Nous avons quelques HEP là-dedans, mais ce n’est pas suffisant pour amortir dans l’environnement aérien. Il faut donc utiliser un incubateur à 5 % de CO2. Cependant, il doit être à une température relativement basse autour de 22 à 23 degrés est idéal.

Nous prenons donc un incubateur de CO2 standard qui serait utilisé à partir de cultures de mammifères et nous le chauffons à 37 degrés. Ce que nous faisons, c’est que nous éteignons le chauffage, nous le gardons dans notre laboratoire et nous pouvons mettre de la glace au fond de l’incubateur, ce qui maintient la température autour de 21 à 25 degrés. L’autre technique que nous utilisons, c’est de prendre, encore une fois, l’un de ces incubateurs à CO2 chauffants standard et de mettre l’incubateur dans une chambre froide.

Ensuite, vous pouvez chauffer assez efficacement l’incubateur à 23 degrés si la température ambiante est froide à température ambiante. Et donc ce sont les deux méthodes que nous utilisons pour avoir un phoque standard, le phoque de mammifère à l’incubateur pour nous permettre de survivre. D’accord, c’est une Culture qui a été plaquée il y a une heure à la même grosseur que nous avons vue juste après le placage une heure après le placage.

Ici, nous voyons des neurones qui se sont différenciés pendant environ deux jours. En culture, les neuroblastes se sont divisés une ou plusieurs fois, puis ont donné naissance à des neurones, qui étendent les processus qui forment de vastes réseaux névrotiques chevauchants. Ici, nous avons deux corps cellulaires qui s’affrontent.

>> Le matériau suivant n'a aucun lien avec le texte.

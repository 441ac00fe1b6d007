//! Boundary to the streaming transport
//!
//! The transport (authenticated stream setup, wire encoding, TLS) lives
//! outside this crate. Sessions only need:
//! - a way to open a duplex stream ([`Transport`])
//! - a synchronous writer for outgoing frames ([`FrameSink`]), with an async
//!   readiness wait for callers that must not drop frames
//! - an ordered channel of inbound frames, closed at end of stream

pub mod channel;

use crate::error::TransportError;
use crate::protocol::{IncomingFrame, OutgoingFrame};
use tokio::sync::mpsc;

pub use channel::{ChannelTransport, RemoteEnd};

/// One inbound event: a partial response, or the error that ends the stream
pub type InboundEvent = Result<IncomingFrame, TransportError>;

/// Write side of a duplex stream
#[async_trait::async_trait]
pub trait FrameSink: Send {
    /// Queue a frame for sending
    ///
    /// Returns false when the transport refused the frame (backpressure,
    /// closed stream). Never blocks.
    fn write(&mut self, frame: OutgoingFrame) -> bool;

    /// Wait until the next `write` has room
    ///
    /// Returns false once the stream can no longer take frames. Sinks
    /// without a bounded buffer are always ready.
    async fn writable(&mut self) -> bool {
        true
    }

    /// Signal that no further frames will be written
    fn half_close(&mut self);

    /// Abandon the stream in both directions
    fn close(&mut self);
}

/// A freshly opened duplex stream
pub struct DuplexStream {
    pub sink: Box<dyn FrameSink>,
    /// Inbound frames in delivery order; the channel closes at end of stream
    pub inbound: mpsc::Receiver<InboundEvent>,
}

impl DuplexStream {
    pub fn new(sink: Box<dyn FrameSink>, inbound: mpsc::Receiver<InboundEvent>) -> Self {
        Self { sink, inbound }
    }
}

/// Opens authenticated duplex streams to the assistant service
#[async_trait::async_trait]
pub trait Transport: Send + Sync {
    async fn open_duplex(&self) -> Result<DuplexStream, TransportError>;

    /// Transport name for logging
    fn name(&self) -> &str;
}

Celle du haut prolonge un processus à 11 heures, et celle du bas prolonge un processus à cinq heures. Ce sont là leurs principales extensions. Et puis vous pouvez voir qu’ils forment des branches plus fines.

Ceux-ci adhèrent très étroitement au substrat de verre, et il y a des processus que vous pouvez voir qui proviennent également d’autres cellules qui les chevauchent. Et ce sont des sites de connexion synaptique potentielle. Nous patcherions l’une de ces cellules, et en général, avec ce niveau d’élaboration de processus, elles auraient des courants synaptiques synaptiques fonctionnels.

Maintenant, nos cellules se développent en culture 12 heures après le placage. Ils auront prolongé des processus assez agréables. Notre physiologie standard, nous commençons à en faire environ un à deux après la culture.

Et vous pouvez voir qu’ils continuent en fait à développer les processus pendant les quatre ou cinq prochains jours. Et nous avons enregistré des cellules jusqu’à deux semaines en culture, mais la plupart de nos enregistrements sont entre deux et six jours en culture avec ces cultures que nous venons de préparer à partir d’embryons de drosophile au stade gastro moyen, nous avons des réseaux de neurones qui communiquent en culture. Nous sommes en mesure d’examiner les propriétés de décharge de ces cellules.

Ils ont des propriétés de cuisson diverses. Ils ont, ils se déclenchent de manière répétitive, certaines cellules se déclenchent de manière répétitive, d’autres cellules se déclenchent à la naissance, et ces cellules sont principalement cholinergiques ou GABAergiques. Et nous regardons, nous pouvons regarder les courants synaptiques qui sont médiés par ceux-ci, par les récepteurs nicotiniques, Aach, H et GABA.